Peuple de l'Invisible.

 

pdl-i.JPG 

Source : L'homme trottoir.

You tube.com. 

 

(NB : Cette fable qui tutoie en permanence le tragique

souhaiterait redonner la parole à Ceux qui l'ont perdue

à la mesure de  notre inconscience qui la leur a ôtée.)

 

    Le rayon de lumière troue la vitre et se perd dans l'indistinction. Le rayon de lumière perfore l'aile de l'éphémère sans y faire halte. Le rayon de lumière se glisse dans la brume sans y laisser d'empreinte. Comme une brise le fait qui traverse les hommes à leurs corps consentant. Ils ne le remarquent plus ce souffle qui les anime et les tient debout. Ils n'ouvrent plus les yeux sur la pertinence du monde : elle coule de source, elle fait ses minces filaments vers l'aval - la finitude - et ils sont pris de cécité.

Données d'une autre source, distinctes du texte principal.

//! Reversible PII obfuscation.
//!
//! Detected spans are swapped for unique-suffixed placeholders before a
//! prompt leaves the process; the per-request token table reverses the
//! substitution on the way back. The pattern list and its order are part of
//! the wire contract — placeholders produced by earlier kinds are visible to
//! later ones.

mod obfuscator;

pub use obfuscator::{Obfuscated, Obfuscator, PiiKind, PiiToken};
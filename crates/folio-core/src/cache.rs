//! Shared cache abstraction.
//!
//! The in-process [`MemoryCache`] backs every deployment today; the trait
//! exists so a remote KV (with an atomic read-modify-write primitive for the
//! token-bucket helpers) can replace it without touching callers.

use async_trait::async_trait;
use dashmap::DashMap;
use serde::{Deserialize, Serialize};
use thiserror::Error;

#[derive(Debug, Error)]
pub enum CacheError {
    #[error("cache backend unavailable: {0}")]
    Unavailable(String),

    #[error("value at {key} is not an integer")]
    NotAnInteger { key: String },
}

pub type CacheResult<T> = std::result::Result<T, CacheError>;

/// A rate-limiter bucket as stored in the cache.
#[derive(Debug, Clone, Copy, PartialEq, Serialize, Deserialize)]
pub struct TokenBucket {
    pub tokens: f64,
    /// Epoch milliseconds of the last refill computation.
    pub last_refill: i64,
}

/// Contract shared by the in-process map and any remote KV backend.
///
/// `get_token_bucket`/`set_token_bucket` are named operations because a
/// remote backend must implement them with a CAS or scripting primitive to
/// keep `consume` race-free; the in-process map satisfies this trivially.
#[async_trait]
pub trait Cache: Send + Sync {
    async fn get(&self, key: &str) -> CacheResult<Option<String>>;
    async fn set(&self, key: &str, value: &str, ttl_secs: Option<u64>) -> CacheResult<()>;
    async fn del(&self, key: &str) -> CacheResult<()>;
    async fn incr(&self, key: &str) -> CacheResult<i64>;
    /// Delete every key matching `prefix*`. Returns the number removed.
    async fn del_pattern(&self, prefix: &str) -> CacheResult<u64>;
    async fn get_token_bucket(&self, key: &str) -> CacheResult<Option<TokenBucket>>;
    async fn set_token_bucket(
        &self,
        key: &str,
        bucket: TokenBucket,
        ttl_secs: u64,
    ) -> CacheResult<()>;
}

struct Entry {
    value: String,
    /// Epoch milliseconds; `None` means no expiry.
    expires_at: Option<i64>,
}

impl Entry {
    fn expired(&self, now_ms: i64) -> bool {
        self.expires_at.is_some_and(|at| at <= now_ms)
    }
}

/// In-process cache: a `DashMap` with per-entry expiry, pruned lazily on
/// access.
pub struct MemoryCache {
    entries: DashMap<String, Entry>,
    buckets: DashMap<String, (TokenBucket, i64)>,
}

impl MemoryCache {
    pub fn new() -> Self {
        Self {
            entries: DashMap::new(),
            buckets: DashMap::new(),
        }
    }

    fn now_ms() -> i64 {
        chrono::Utc::now().timestamp_millis()
    }

    fn expiry(ttl_secs: Option<u64>) -> Option<i64> {
        ttl_secs.map(|ttl| Self::now_ms() + (ttl as i64) * 1000)
    }
}

impl Default for MemoryCache {
    fn default() -> Self {
        Self::new()
    }
}

#[async_trait]
impl Cache for MemoryCache {
    async fn get(&self, key: &str) -> CacheResult<Option<String>> {
        let now = Self::now_ms();
        if let Some(entry) = self.entries.get(key) {
            if !entry.expired(now) {
                return Ok(Some(entry.value.clone()));
            }
        }
        // Expired entries are removed on the read path.
        self.entries.remove_if(key, |_, e| e.expired(now));
        Ok(None)
    }

    async fn set(&self, key: &str, value: &str, ttl_secs: Option<u64>) -> CacheResult<()> {
        self.entries.insert(
            key.to_string(),
            Entry {
                value: value.to_string(),
                expires_at: Self::expiry(ttl_secs),
            },
        );
        Ok(())
    }

    async fn del(&self, key: &str) -> CacheResult<()> {
        self.entries.remove(key);
        Ok(())
    }

    async fn incr(&self, key: &str) -> CacheResult<i64> {
        let now = Self::now_ms();
        let mut entry = self.entries.entry(key.to_string()).or_insert(Entry {
            value: "0".to_string(),
            expires_at: None,
        });
        if entry.expired(now) {
            entry.value = "0".to_string();
            entry.expires_at = None;
        }
        let current: i64 = entry
            .value
            .parse()
            .map_err(|_| CacheError::NotAnInteger {
                key: key.to_string(),
            })?;
        let next = current + 1;
        entry.value = next.to_string();
        Ok(next)
    }

    async fn del_pattern(&self, prefix: &str) -> CacheResult<u64> {
        let before = self.entries.len();
        self.entries.retain(|k, _| !k.starts_with(prefix));
        Ok((before - self.entries.len()) as u64)
    }

    async fn get_token_bucket(&self, key: &str) -> CacheResult<Option<TokenBucket>> {
        let now = Self::now_ms();
        if let Some(entry) = self.buckets.get(key) {
            let (bucket, expires_at) = *entry;
            if expires_at > now {
                return Ok(Some(bucket));
            }
        }
        self.buckets.remove_if(key, |_, (_, at)| *at <= now);
        Ok(None)
    }

    async fn set_token_bucket(
        &self,
        key: &str,
        bucket: TokenBucket,
        ttl_secs: u64,
    ) -> CacheResult<()> {
        let expires_at = Self::now_ms() + (ttl_secs as i64) * 1000;
        self.buckets.insert(key.to_string(), (bucket, expires_at));
        Ok(())
    }
}
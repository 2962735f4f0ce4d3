use async_trait::async_trait;
use serde::{Deserialize, Serialize};

/// A single message in the conversation history.
#[derive(Debug, Clone, Serialize, Deserialize)]
pub struct Message {
    pub role: Role,
    pub content: String,
}

#[derive(Debug, Clone, Copy, PartialEq, Eq, Serialize, Deserialize)]
#[serde(rename_all = "lowercase")]
pub enum Role {
    User,
    Assistant,
    System,
}

impl Role {
    pub fn as_str(&self) -> &'static str {
        match self {
            Role::User => "user",
            Role::Assistant => "assistant",
            Role::System => "system",
        }
    }
}

/// Tool definition sent to the LLM API.
#[derive(Debug, Clone, Serialize, Deserialize)]
pub struct ToolDefinition {
    pub name: String,
    pub description: String,
    pub input_schema: serde_json::Value,
}

/// A tool call extracted from the LLM response.
#[derive(Debug, Clone, Serialize, Deserialize)]
pub struct ToolCall {
    pub id: String,
    pub name: String,
    pub arguments: serde_json::Value,
}

/// Request to an LLM provider.
#[derive(Debug, Clone)]
pub struct ChatRequest {
    pub model: String,
    pub system: String,
    pub messages: Vec<Message>,
    pub max_tokens: u32,
    pub temperature: f32,
    /// Tools to expose to the LLM. Empty when tool use is disabled.
    pub tools: Vec<ToolDefinition>,
    /// Raw wire-format messages for the tool loop (overrides `messages` when
    /// set). The loop needs assistant `tool_calls` turns and `tool` role
    /// results that plain string messages can't represent.
    pub raw_messages: Option<Vec<serde_json::Value>>,
}

/// Response from an LLM provider.
#[derive(Debug, Clone)]
pub struct ChatResponse {
    pub content: String,
    pub model: String,
    /// Prompt + completion tokens for this round-trip.
    pub tokens_used: u32,
    pub stop_reason: String,
    /// Tool calls requested by the LLM. Empty when none were called.
    pub tool_calls: Vec<ToolCall>,
}

/// Common interface for chat-completion providers.
#[async_trait]
pub trait LlmProvider: Send + Sync {
    /// Provider name for logging and upstream error payloads.
    fn name(&self) -> &str;

    /// Send a chat request and wait for the full response.
    async fn send(&self, req: &ChatRequest) -> Result<ChatResponse, LlmError>;
}

#[derive(Debug, thiserror::Error)]
pub enum LlmError {
    #[error("HTTP error: {0}")]
    Http(#[from] reqwest::Error),

    #[error("API error ({status}): {message}")]
    Api { status: u16, message: String },

    #[error("Parse error: {0}")]
    Parse(String),

    #[error("Rate limited, retry after {retry_after_ms}ms")]
    RateLimited { retry_after_ms: u64 },

    #[error("circuit breaker for '{provider}' is open")]
    CircuitOpen { provider: String },

    #[error("Provider unavailable: {0}")]
    Unavailable(String),
}
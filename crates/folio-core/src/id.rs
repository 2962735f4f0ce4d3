//! Prefixed opaque identifiers, e.g. `content_V1StGXR8z5jdHi6BmyT`.

use base64::engine::general_purpose::URL_SAFE_NO_PAD;
use base64::Engine;
use uuid::Uuid;

/// Length of the random suffix.
const SUFFIX_LEN: usize = 21;

/// Generate `<prefix>_<21 url-safe chars>` from 128 random bits.
pub fn generate(prefix: &str) -> String {
    let mut suffix = URL_SAFE_NO_PAD.encode(Uuid::new_v4().as_bytes());
    suffix.truncate(SUFFIX_LEN);
    format!("{prefix}_{suffix}")
}
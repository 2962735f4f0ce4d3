pub mod breaker;
pub mod openai;
pub mod provider;
pub mod retry;

pub use breaker::{CircuitBreaker, CircuitBreakerConfig, CircuitState};
pub use openai::OpenAiClient;
pub use provider::{
    ChatRequest, ChatResponse, LlmError, LlmProvider, Message, Role, ToolCall, ToolDefinition,
};
pub use retry::{is_retryable_error, with_retry, RetryPolicy};
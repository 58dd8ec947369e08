use clap::{Parser, Subcommand};
use serde::{Deserialize, Serialize};
use std::path::PathBuf;

#[derive(Parser)]
#[command(name = "loss-audit")]
#[command(about = "亏损项目分析工具：多规则筛查异常项目并汇总输出", long_about = None)]
pub struct Cli {
    #[command(subcommand)]
    pub command: Commands,

    /// 输出详细日志
    #[arg(short, long, global = true)]
    pub verbose: bool,

    /// 设置文件（默认 ~/.config/loss-audit/config.json）
    #[arg(long, global = true)]
    pub config: Option<PathBuf>,
}

#[derive(Subcommand)]
pub enum Commands {
    /// 分析一个Excel文件
    Analyze {
        /// 输入Excel文件
        #[arg(required = true)]
        input: PathBuf,

        /// 输出文件/目录（默认：输入文件所在目录）
        #[arg(short, long)]
        output: Option<PathBuf>,

        /// 输出格式 (json/excel/both)，省略时使用设置值
        #[arg(short, long)]
        format: Option<ExportFormat>,

        /// 工作表名称（默认第一个工作表）
        #[arg(long)]
        sheet: Option<String>,

        /// 项目类别配置文件（JSON）
        #[arg(long)]
        categories: Option<PathBuf>,
    },

    /// 批量分析文件夹内的Excel文件
    Batch {
        /// 文件夹路径
        #[arg(required = true)]
        folder: PathBuf,

        /// 输出目录（默认：各输入文件所在目录）
        #[arg(short, long)]
        output: Option<PathBuf>,

        /// 输出格式 (json/excel/both)，省略时使用设置值
        #[arg(short, long)]
        format: Option<ExportFormat>,

        /// 递归扫描子文件夹
        #[arg(short = 'r', long)]
        recursive: bool,

        /// 项目类别配置文件（JSON）
        #[arg(long)]
        categories: Option<PathBuf>,
    },

    /// 显示解析出的列名及逻辑列的定位结果
    Columns {
        /// 输入Excel文件
        #[arg(required = true)]
        input: PathBuf,

        /// 工作表名称
        #[arg(long)]
        sheet: Option<String>,
    },

    /// 显示/初始化设置
    Config {
        /// 显示设置
        #[arg(long)]
        show: bool,

        /// 写出默认设置文件
        #[arg(long)]
        init: bool,
    },
}

#[derive(Clone, Debug, Default, PartialEq, Eq, Serialize, Deserialize)]
#[serde(rename_all = "lowercase")]
pub enum ExportFormat {
    Json,
    Excel,
    #[default]
    Both,
}

impl std::str::FromStr for ExportFormat {
    type Err = String;

    fn from_str(s: &str) -> Result<Self, Self::Err> {
        match s.to_lowercase().as_str() {
            "json" => Ok(ExportFormat::Json),
            "excel" | "xlsx" => Ok(ExportFormat::Excel),
            "both" => Ok(ExportFormat::Both),
            _ => Err(format!("Unknown format: {}. Use json, excel, or both", s)),
        }
    }
}

impl std::fmt::Display for ExportFormat {
    fn fmt(&self, f: &mut std::fmt::Formatter<'_>) -> std::fmt::Result {
        match self {
            ExportFormat::Json => write!(f, "json"),
            ExportFormat::Excel => write!(f, "excel"),
            ExportFormat::Both => write!(f, "both"),
        }
    }
}
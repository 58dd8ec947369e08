pub mod excel;
pub mod json;

use crate::cli::ExportFormat;
use crate::error::Result;
use loss_audit_common::AuditReport;
use std::path::{Path, PathBuf};

fn output_path_for_format(output: &Path, stem: &str, extension: &str) -> PathBuf {
    if output.is_dir() || output.extension().is_none() {
        output.join(format!("{}.{}", stem, extension))
    } else {
        output.to_path_buf()
    }
}

fn output_paths_for_both(output: &Path, stem: &str) -> (PathBuf, PathBuf) {
    if output.is_dir() || output.extension().is_none() {
        (
            output.join(format!("{}.json", stem)),
            output.join(format!("{}.xlsx", stem)),
        )
    } else {
        let parent = output.parent().unwrap_or_else(|| Path::new("."));
        let stem = output
            .file_stem()
            .and_then(|s| s.to_str())
            .unwrap_or(stem);
        (
            parent.join(format!("{}.json", stem)),
            parent.join(format!("{}.xlsx", stem)),
        )
    }
}

/// 按格式输出分析报告，返回写出的文件
///
/// `output` 为目录（或无扩展名）时在其下生成 `{stem}.json` / `{stem}.xlsx`。
pub fn export_report(
    report: &AuditReport,
    format: &ExportFormat,
    output: &Path,
    stem: &str,
) -> Result<Vec<PathBuf>> {
    let written = match format {
        ExportFormat::Json => {
            let path = output_path_for_format(output, stem, "json");
            json::write_json(report, &path)?;
            vec![path]
        }
        ExportFormat::Excel => {
            let path = output_path_for_format(output, stem, "xlsx");
            excel::write_excel(report, &path)?;
            vec![path]
        }
        ExportFormat::Both => {
            let (json_path, excel_path) = output_paths_for_both(output, stem);
            json::write_json(report, &json_path)?;
            excel::write_excel(report, &excel_path)?;
            vec![json_path, excel_path]
        }
    };

    for path in &written {
        tracing::info!("已输出: {}", path.display());
    }
    Ok(written)
}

  La lumière les traverse, les hommes, et ils n'y prennent garde. La lumière nous traverse, Nous les Invisibles et ne laisse derrière elle que les ombres qui n'étaient que des entraves à sa liberté. Toutes choses ricochent sur le bord du monde avec légèreté et le monde en garde une trace si mince qu'on croirait à un rêve déroulant ses anneaux depuis le lointain cosmos. A longueur de journée, la lumière - la conscience -, fait ses mesures et ses ajours partout où sont posées des choses à butiner. Vol stationnaire du colibri, le bec en faucille planté au cœur du pollen, puis le vol soudain, irréfléchi, n'est plus qu'une vibration colorée ne se souvenant même plus ni de sa cause première, ni de son essor final. Pure perte dans l'éther tendu comme une lame de cette étincelle de lucidité qui ne se ressource plus faute de se fondre dans l'urgence, la fuite, la longue diaspora habitant le vivant et le disposant au non-lieu permanent. Tout dans la constante fermeture d'une parole essentielle qui se dissout dans le bavardage et cloue la poésie au pilori. Il vaudrait mieux la mutité, l'immobile dans le secret de soi, la confidence à elle-même allouée. Il y a trop de dispersion et les choses éclatent sous la meute de l'indigence prolixe. Il y a trop de fausse plénitude, de rebondissement de l'inutile, trop de trajets ivres de leur propre égarement.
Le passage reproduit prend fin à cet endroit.